PROBLEM DESCRIPTION: For the entries that follow, restate word for word the line containing "a channel's uploads.", the line containing "the page limit.", and every line that lies between them.

Dataset excerpts

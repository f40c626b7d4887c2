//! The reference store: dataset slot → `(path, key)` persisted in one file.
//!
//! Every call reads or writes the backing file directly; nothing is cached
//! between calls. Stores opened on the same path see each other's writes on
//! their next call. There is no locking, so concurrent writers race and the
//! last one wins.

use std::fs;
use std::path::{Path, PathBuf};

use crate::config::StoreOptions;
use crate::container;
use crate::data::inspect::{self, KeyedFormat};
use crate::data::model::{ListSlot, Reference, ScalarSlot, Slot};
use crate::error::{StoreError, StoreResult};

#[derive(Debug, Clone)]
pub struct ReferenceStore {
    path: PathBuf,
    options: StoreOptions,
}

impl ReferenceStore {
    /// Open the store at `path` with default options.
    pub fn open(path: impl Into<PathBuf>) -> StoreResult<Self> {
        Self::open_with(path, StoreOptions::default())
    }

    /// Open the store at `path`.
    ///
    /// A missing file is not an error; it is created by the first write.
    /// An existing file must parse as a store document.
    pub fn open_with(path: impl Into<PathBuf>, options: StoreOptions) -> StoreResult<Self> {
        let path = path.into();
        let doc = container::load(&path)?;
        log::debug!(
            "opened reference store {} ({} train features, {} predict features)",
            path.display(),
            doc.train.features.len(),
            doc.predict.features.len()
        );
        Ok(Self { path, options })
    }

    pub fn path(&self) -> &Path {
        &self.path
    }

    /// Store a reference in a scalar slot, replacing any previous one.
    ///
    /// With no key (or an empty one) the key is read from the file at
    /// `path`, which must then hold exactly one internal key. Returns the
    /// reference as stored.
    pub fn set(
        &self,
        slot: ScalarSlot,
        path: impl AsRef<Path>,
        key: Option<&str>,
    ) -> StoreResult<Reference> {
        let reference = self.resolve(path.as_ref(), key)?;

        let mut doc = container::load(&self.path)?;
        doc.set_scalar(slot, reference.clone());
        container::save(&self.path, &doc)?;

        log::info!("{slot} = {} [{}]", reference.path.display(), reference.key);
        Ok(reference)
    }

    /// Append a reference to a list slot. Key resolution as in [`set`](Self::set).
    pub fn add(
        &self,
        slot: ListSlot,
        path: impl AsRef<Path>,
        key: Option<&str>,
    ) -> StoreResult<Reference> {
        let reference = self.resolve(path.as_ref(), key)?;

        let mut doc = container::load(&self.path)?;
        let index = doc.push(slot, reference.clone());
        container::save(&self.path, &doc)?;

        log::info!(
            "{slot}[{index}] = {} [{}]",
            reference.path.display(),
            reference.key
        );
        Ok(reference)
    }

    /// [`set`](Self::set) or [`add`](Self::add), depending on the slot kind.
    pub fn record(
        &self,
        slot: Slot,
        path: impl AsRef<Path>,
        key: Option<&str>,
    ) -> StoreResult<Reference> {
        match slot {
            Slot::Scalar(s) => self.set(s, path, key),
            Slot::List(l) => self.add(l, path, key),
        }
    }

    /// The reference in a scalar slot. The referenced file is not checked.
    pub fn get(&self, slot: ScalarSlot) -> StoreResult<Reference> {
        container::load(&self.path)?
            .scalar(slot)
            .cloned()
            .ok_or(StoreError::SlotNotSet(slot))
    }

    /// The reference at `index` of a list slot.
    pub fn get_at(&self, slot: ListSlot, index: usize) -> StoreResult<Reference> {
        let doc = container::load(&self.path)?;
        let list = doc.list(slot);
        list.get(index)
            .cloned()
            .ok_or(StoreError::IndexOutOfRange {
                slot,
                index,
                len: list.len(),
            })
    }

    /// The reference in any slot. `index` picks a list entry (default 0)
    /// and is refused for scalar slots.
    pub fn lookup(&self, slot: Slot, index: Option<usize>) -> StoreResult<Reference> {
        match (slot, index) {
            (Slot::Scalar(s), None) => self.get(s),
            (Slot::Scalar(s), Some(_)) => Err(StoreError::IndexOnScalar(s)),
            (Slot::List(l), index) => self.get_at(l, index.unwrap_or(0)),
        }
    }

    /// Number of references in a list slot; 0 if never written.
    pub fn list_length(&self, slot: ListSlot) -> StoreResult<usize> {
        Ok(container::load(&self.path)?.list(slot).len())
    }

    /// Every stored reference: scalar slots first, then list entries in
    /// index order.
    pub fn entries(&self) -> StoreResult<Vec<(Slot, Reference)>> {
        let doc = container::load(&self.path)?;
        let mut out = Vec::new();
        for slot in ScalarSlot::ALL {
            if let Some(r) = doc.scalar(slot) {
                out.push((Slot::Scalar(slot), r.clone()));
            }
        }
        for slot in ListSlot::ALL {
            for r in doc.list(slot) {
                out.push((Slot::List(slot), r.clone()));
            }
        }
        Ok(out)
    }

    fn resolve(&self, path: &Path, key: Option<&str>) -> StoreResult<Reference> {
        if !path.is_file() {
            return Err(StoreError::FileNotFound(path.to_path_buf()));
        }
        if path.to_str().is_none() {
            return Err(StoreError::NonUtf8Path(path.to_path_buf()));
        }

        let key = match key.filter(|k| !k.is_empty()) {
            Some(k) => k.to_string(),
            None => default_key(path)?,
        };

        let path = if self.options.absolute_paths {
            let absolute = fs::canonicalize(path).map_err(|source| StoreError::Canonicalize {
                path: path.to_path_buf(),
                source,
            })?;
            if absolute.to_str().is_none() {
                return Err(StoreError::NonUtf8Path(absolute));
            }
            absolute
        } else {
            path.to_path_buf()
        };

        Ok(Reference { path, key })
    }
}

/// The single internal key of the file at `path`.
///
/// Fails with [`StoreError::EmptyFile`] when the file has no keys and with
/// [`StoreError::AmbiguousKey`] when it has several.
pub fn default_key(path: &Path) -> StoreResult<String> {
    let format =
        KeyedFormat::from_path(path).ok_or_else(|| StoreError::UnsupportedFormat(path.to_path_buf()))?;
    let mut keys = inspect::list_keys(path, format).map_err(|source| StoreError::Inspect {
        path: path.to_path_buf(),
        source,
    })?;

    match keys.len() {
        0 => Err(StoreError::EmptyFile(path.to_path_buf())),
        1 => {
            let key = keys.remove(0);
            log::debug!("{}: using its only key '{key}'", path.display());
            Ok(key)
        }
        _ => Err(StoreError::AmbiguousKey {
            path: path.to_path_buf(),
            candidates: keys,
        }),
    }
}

==

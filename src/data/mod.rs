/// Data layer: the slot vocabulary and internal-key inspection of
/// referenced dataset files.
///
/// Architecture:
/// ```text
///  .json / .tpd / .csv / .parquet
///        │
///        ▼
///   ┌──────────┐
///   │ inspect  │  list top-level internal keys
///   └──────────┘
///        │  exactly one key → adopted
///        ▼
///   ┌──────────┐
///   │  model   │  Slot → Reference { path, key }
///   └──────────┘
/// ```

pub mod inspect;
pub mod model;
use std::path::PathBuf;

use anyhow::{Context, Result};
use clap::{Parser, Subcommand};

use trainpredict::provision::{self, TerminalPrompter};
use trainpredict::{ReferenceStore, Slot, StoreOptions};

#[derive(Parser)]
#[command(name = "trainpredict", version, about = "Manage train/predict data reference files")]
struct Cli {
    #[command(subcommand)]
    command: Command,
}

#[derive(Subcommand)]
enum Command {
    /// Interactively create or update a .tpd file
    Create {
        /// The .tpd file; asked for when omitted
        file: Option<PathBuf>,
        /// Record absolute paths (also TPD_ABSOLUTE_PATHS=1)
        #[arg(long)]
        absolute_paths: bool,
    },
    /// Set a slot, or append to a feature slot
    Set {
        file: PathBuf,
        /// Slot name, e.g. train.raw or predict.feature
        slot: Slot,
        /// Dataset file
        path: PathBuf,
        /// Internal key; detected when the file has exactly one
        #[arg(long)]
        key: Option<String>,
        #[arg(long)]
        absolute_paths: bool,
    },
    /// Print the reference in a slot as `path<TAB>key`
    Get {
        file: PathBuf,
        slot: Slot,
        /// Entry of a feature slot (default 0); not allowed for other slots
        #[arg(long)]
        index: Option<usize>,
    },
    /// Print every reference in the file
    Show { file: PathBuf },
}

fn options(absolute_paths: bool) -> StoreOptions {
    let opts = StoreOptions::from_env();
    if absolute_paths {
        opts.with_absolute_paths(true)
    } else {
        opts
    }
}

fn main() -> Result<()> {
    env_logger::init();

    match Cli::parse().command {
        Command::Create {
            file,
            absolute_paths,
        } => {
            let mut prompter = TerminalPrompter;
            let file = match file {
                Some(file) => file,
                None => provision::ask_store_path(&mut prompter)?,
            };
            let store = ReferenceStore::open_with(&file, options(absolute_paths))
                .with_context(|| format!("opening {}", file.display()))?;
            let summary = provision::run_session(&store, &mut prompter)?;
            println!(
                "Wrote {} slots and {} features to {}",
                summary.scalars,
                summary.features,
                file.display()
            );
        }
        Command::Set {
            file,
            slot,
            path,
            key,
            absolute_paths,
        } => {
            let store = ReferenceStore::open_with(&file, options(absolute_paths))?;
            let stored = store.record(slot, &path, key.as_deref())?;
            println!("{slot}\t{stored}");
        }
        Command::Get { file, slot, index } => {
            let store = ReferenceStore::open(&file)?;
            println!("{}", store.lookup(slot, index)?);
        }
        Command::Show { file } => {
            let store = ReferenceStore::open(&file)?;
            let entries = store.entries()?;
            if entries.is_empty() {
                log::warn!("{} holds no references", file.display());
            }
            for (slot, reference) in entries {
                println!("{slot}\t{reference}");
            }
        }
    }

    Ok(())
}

==

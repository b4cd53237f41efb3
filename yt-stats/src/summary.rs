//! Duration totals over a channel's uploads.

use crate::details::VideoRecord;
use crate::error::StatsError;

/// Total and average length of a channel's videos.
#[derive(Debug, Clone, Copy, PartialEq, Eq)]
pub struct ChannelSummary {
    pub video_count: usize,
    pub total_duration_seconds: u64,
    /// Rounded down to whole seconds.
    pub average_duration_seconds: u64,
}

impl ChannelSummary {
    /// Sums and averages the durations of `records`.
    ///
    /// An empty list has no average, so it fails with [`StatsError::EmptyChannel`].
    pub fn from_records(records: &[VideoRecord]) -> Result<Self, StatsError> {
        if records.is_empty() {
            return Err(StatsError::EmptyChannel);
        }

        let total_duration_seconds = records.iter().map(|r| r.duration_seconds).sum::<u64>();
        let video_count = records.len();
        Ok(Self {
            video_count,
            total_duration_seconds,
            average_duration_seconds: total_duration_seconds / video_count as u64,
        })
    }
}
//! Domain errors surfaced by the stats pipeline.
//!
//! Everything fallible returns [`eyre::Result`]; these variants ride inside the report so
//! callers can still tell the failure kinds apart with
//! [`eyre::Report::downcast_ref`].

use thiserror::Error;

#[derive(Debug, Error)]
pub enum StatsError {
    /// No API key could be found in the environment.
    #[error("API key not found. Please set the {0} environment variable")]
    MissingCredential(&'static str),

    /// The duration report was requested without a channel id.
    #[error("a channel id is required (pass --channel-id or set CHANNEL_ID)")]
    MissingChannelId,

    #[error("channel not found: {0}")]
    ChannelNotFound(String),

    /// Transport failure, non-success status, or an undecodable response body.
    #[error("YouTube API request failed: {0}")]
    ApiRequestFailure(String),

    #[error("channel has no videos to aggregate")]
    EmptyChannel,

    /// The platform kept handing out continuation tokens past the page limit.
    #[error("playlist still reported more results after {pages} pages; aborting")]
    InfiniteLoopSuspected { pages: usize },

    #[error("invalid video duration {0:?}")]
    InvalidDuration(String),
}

ANSWER TO THIS PROBLEM:
//! Duration totals over a channel's uploads.

use crate::details::VideoRecord;
use crate::error::StatsError;

/// Total and average length of a channel's videos.
#[derive(Debug, Clone, Copy, PartialEq, Eq)]
pub struct ChannelSummary {
    pub video_count: usize,
    pub total_duration_seconds: u64,
    /// Rounded down to whole seconds.
    pub average_duration_seconds: u64,
}

impl ChannelSummary {
    /// Sums and averages the durations of `records`.
    ///
    /// An empty list has no average, so it fails with [`StatsError::EmptyChannel`].
    pub fn from_records(records: &[VideoRecord]) -> Result<Self, StatsError> {
        if records.is_empty() {
            return Err(StatsError::EmptyChannel);
        }

        let total_duration_seconds = records.iter().map(|r| r.duration_seconds).sum::<u64>();
        let video_count = records.len();
        Ok(Self {
            video_count,
            total_duration_seconds,
            average_duration_seconds: total_duration_seconds / video_count as u64,
        })
    }
}
//! Domain errors surfaced by the stats pipeline.
//!
//! Everything fallible returns [`eyre::Result`]; these variants ride inside the report so
//! callers can still tell the failure kinds apart with
//! [`eyre::Report::downcast_ref`].

use thiserror::Error;

#[derive(Debug, Error)]
pub enum StatsError {
    /// No API key could be found in the environment.
    #[error("API key not found. Please set the {0} environment variable")]
    MissingCredential(&'static str),

    /// The duration report was requested without a channel id.
    #[error("a channel id is required (pass --channel-id or set CHANNEL_ID)")]
    MissingChannelId,

    #[error("channel not found: {0}")]
    ChannelNotFound(String),

    /// Transport failure, non-success status, or an undecodable response body.
    #[error("YouTube API request failed: {0}")]
    ApiRequestFailure(String),

    #[error("channel has no videos to aggregate")]
    EmptyChannel,

    /// The platform kept handing out continuation tokens past the page limit.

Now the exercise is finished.